Often, when you display a list of pages, you want to dictate which ones show up
first and which ones are last. You can do this by typing in a number for the Order
setting, which appears in the Page Attributes box when you create (or edit) a page.
The Order setting affects the order of your pages in two situations: when you display
pages in an automatic menu and when you display them in the Pages widget with
the “Sort by” box set to “Page order.”
Ordinarily, WordPress sets the order number of every page to 0. Technically, that
means that each page is tied for first position, and the page order setting has no
effect. But if you want to set the order (say you want “Our Story” followed by “Our
Location” followed by “Contact Us”), you’d assign these pages steadily increasing
page-order numbers (say, 0, 1, and 2). The actual numbers don’t really matter—the
important thing is how they compare. WordPress always displays larger-numbered
pages toward the bottom of the list or on the right end of a horizontal menu, with
smaller-numbered pages closer to the top of a list or to the left of a menu bar. If two
or more pages have the same order value, WordPress orders them alphabetically.
TIP If you rearrange a bunch of pages, you need to change their page-order values. The easiest way to do
that is to go to the Pages list (choose Pages→All Pages), point to a post, and click the Quick Edit link. This way,
you can quickly modify some page information, including the order, without opening the whole page for editing.
There’s another way to group pages: You can designate some as child pages that
belong to a specific parent page. (You may have used this type of organization
before, to create subcategories for your posts.) To create
this hierarchy, you set the Parent setting in the Pages Attribute box when you
create or edit the page.
The order settings create the nicely styled menu and nested list .

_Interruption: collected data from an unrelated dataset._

//! Proxy configuration and precedence

use super::env::EnvSource;
use crate::error::{Error, Result};
use crate::types::Flavor;
use serde::Serialize;
use std::collections::BTreeMap;
use std::fmt;
use std::str::FromStr;
use url::Url;

/// URL scheme a mount applies to
#[derive(Debug, Clone, Copy, PartialEq, Eq, PartialOrd, Ord, Hash, Serialize)]
#[serde(rename_all = "lowercase")]
pub enum Scheme {
    Http,
    Https,
    /// Fallback for any scheme without its own mount
    All,
}

impl Scheme {
    /// Lower-case scheme name
    pub fn as_str(self) -> &'static str {
        match self {
            Scheme::Http => "http",
            Scheme::Https => "https",
            Scheme::All => "all",
        }
    }
}

impl fmt::Display for Scheme {
    fn fmt(&self, f: &mut fmt::Formatter<'_>) -> fmt::Result {
        f.write_str(self.as_str())
    }
}

impl FromStr for Scheme {
    type Err = Error;

    /// Accepts `http`, `https`, `all`, with or without a trailing `://`
    fn from_str(s: &str) -> Result<Self> {
        match s.trim().trim_end_matches("://").to_ascii_lowercase().as_str() {
            "http" => Ok(Scheme::Http),
            "https" => Ok(Scheme::Https),
            "all" => Ok(Scheme::All),
            other => Err(Error::config(format!(
                "unsupported mount scheme '{other}' (expected http, https or all)"
            ))),
        }
    }
}

/// Per-scheme proxy routing table
pub type Mounts = BTreeMap<Scheme, String>;

/// Proxy settings the transport is built with
#[derive(Debug, Clone, PartialEq, Eq, Serialize)]
#[serde(tag = "mode", rename_all = "snake_case")]
pub enum ProxyConfig {
    /// Never use a proxy, ignoring the process environment
    Disabled,
    /// One proxy for every scheme
    Single {
        url: String,
        #[serde(skip_serializing_if = "Option::is_none")]
        no_proxy: Option<String>,
    },
    /// A proxy per scheme
    PerScheme {
        mounts: Mounts,
        #[serde(skip_serializing_if = "Option::is_none")]
        no_proxy: Option<String>,
    },
    /// Let the transport read proxy variables from the process environment
    Ambient,
}

impl ProxyConfig {
    /// Proxy used for requests with the given scheme
    pub fn url_for(&self, scheme: Scheme) -> Option<&str> {
        match self {
            ProxyConfig::Single { url, .. } => Some(url),
            ProxyConfig::PerScheme { mounts, .. } => mounts
                .get(&scheme)
                .or_else(|| mounts.get(&Scheme::All))
                .map(String::as_str),
            ProxyConfig::Disabled | ProxyConfig::Ambient => None,
        }
    }

    pub fn is_per_scheme(&self) -> bool {
        matches!(self, ProxyConfig::PerScheme { .. })
    }
}

/// Where the resolved proxy came from
#[derive(Debug, Clone, Copy, PartialEq, Eq, Serialize)]
#[serde(rename_all = "snake_case")]
pub enum ProxySource {
    MountsArgument,
    ProxyArgument,
    Environment,
    Ambient,
    Disabled,
}

/// Proxy configuration after precedence has been applied
#[derive(Debug, Clone, PartialEq, Eq, Serialize)]
pub struct ResolvedProxy {
    pub config: ProxyConfig,
    pub source: ProxySource,
}

impl ResolvedProxy {
    fn new(config: ProxyConfig, source: ProxySource) -> Self {
        Self { config, source }
    }

    /// Fail when the flavor's transport cannot express this configuration
    pub fn validate_for(&self, flavor: Flavor) -> Result<()> {
        if flavor == Flavor::Async && self.config.is_per_scheme() {
            return Err(Error::config(
                "per-scheme proxies are not supported by the async broker; \
                 use a single proxy, or set HTTP_PROXY and HTTPS_PROXY to the same value",
            ));
        }
        Ok(())
    }
}

/// Parse the raw `mounts` argument
pub(crate) fn parse_mounts(raw: &BTreeMap<String, String>) -> Result<Mounts> {
    raw.iter()
        .map(|(scheme, url)| {
            let scheme: Scheme = scheme.parse()?;
            validate_proxy_url(url)?;
            Ok((scheme, url.clone()))
        })
        .collect()
}

fn validate_proxy_url(url: &str) -> Result<()> {
    Url::parse(url)?;
    Ok(())
}

/// Apply the proxy precedence chain
pub(crate) fn resolve_proxy(
    mounts: &BTreeMap<String, String>,
    proxy: Option<&str>,
    load_env_vars: bool,
    trust_env: bool,
    env: &EnvSource,
) -> Result<ResolvedProxy> {
    if !mounts.is_empty() {
        let mounts = parse_mounts(mounts)?;
        return Ok(ResolvedProxy::new(
            ProxyConfig::PerScheme {
                mounts,
                no_proxy: None,
            },
            ProxySource::MountsArgument,
        ));
    }

    if let Some(url) = proxy {
        validate_proxy_url(url)?;
        return Ok(ResolvedProxy::new(
            ProxyConfig::Single {
                url: url.to_string(),
                no_proxy: None,
            },
            ProxySource::ProxyArgument,
        ));
    }

    if load_env_vars {
        if let Some(config) = proxy_from_env(env)? {
            return Ok(ResolvedProxy::new(config, ProxySource::Environment));
        }
    }

    if trust_env {
        Ok(ResolvedProxy::new(ProxyConfig::Ambient, ProxySource::Ambient))
    } else {
        Ok(ResolvedProxy::new(
            ProxyConfig::Disabled,
            ProxySource::Disabled,
        ))
    }
}

/// Read proxy variables from a loaded environment.
///
/// Distinct `HTTP_PROXY` / `HTTPS_PROXY` values become a per-scheme table;
/// otherwise the first of `ALL_PROXY`, `HTTPS_PROXY`, `HTTP_PROXY` applies to
/// every scheme.
pub(crate) fn proxy_from_env(env: &EnvSource) -> Result<Option<ProxyConfig>> {
    let all = env.get("ALL_PROXY");
    let http = env.get("HTTP_PROXY");
    let https = env.get("HTTPS_PROXY");
    let no_proxy = env.get("NO_PROXY").map(str::to_string);

    if let (Some(http), Some(https)) = (http, https) {
        if http != https {
            validate_proxy_url(http)?;
            validate_proxy_url(https)?;
            let mut mounts = Mounts::new();
            mounts.insert(Scheme::Http, http.to_string());
            mounts.insert(Scheme::Https, https.to_string());
            return Ok(Some(ProxyConfig::PerScheme { mounts, no_proxy }));
        }
    }

    match all.or(https).or(http) {
        Some(url) => {
            validate_proxy_url(url)?;
            Ok(Some(ProxyConfig::Single {
                url: url.to_string(),
                no_proxy,
            }))
        }
        None => Ok(None),
    }
}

The menu displays subsidiary pages in submenus, while the Pages widget slightly
indents nested pages.
Life can get a bit confusing when you order and group pages. Just remember that
when WordPress orders pages, it compares only the pages at the same level. For
example, you can use the page order to adjust the position of the Assault Charges,
Drug Offenses, Family Law, and Personal Injury Defense pages with respect to one
another. However, WordPress won’t compare the order values of the Family Law
and Legal Disclaimers pages, because they aren’t at the same level and won’t ever
be shown next to each other.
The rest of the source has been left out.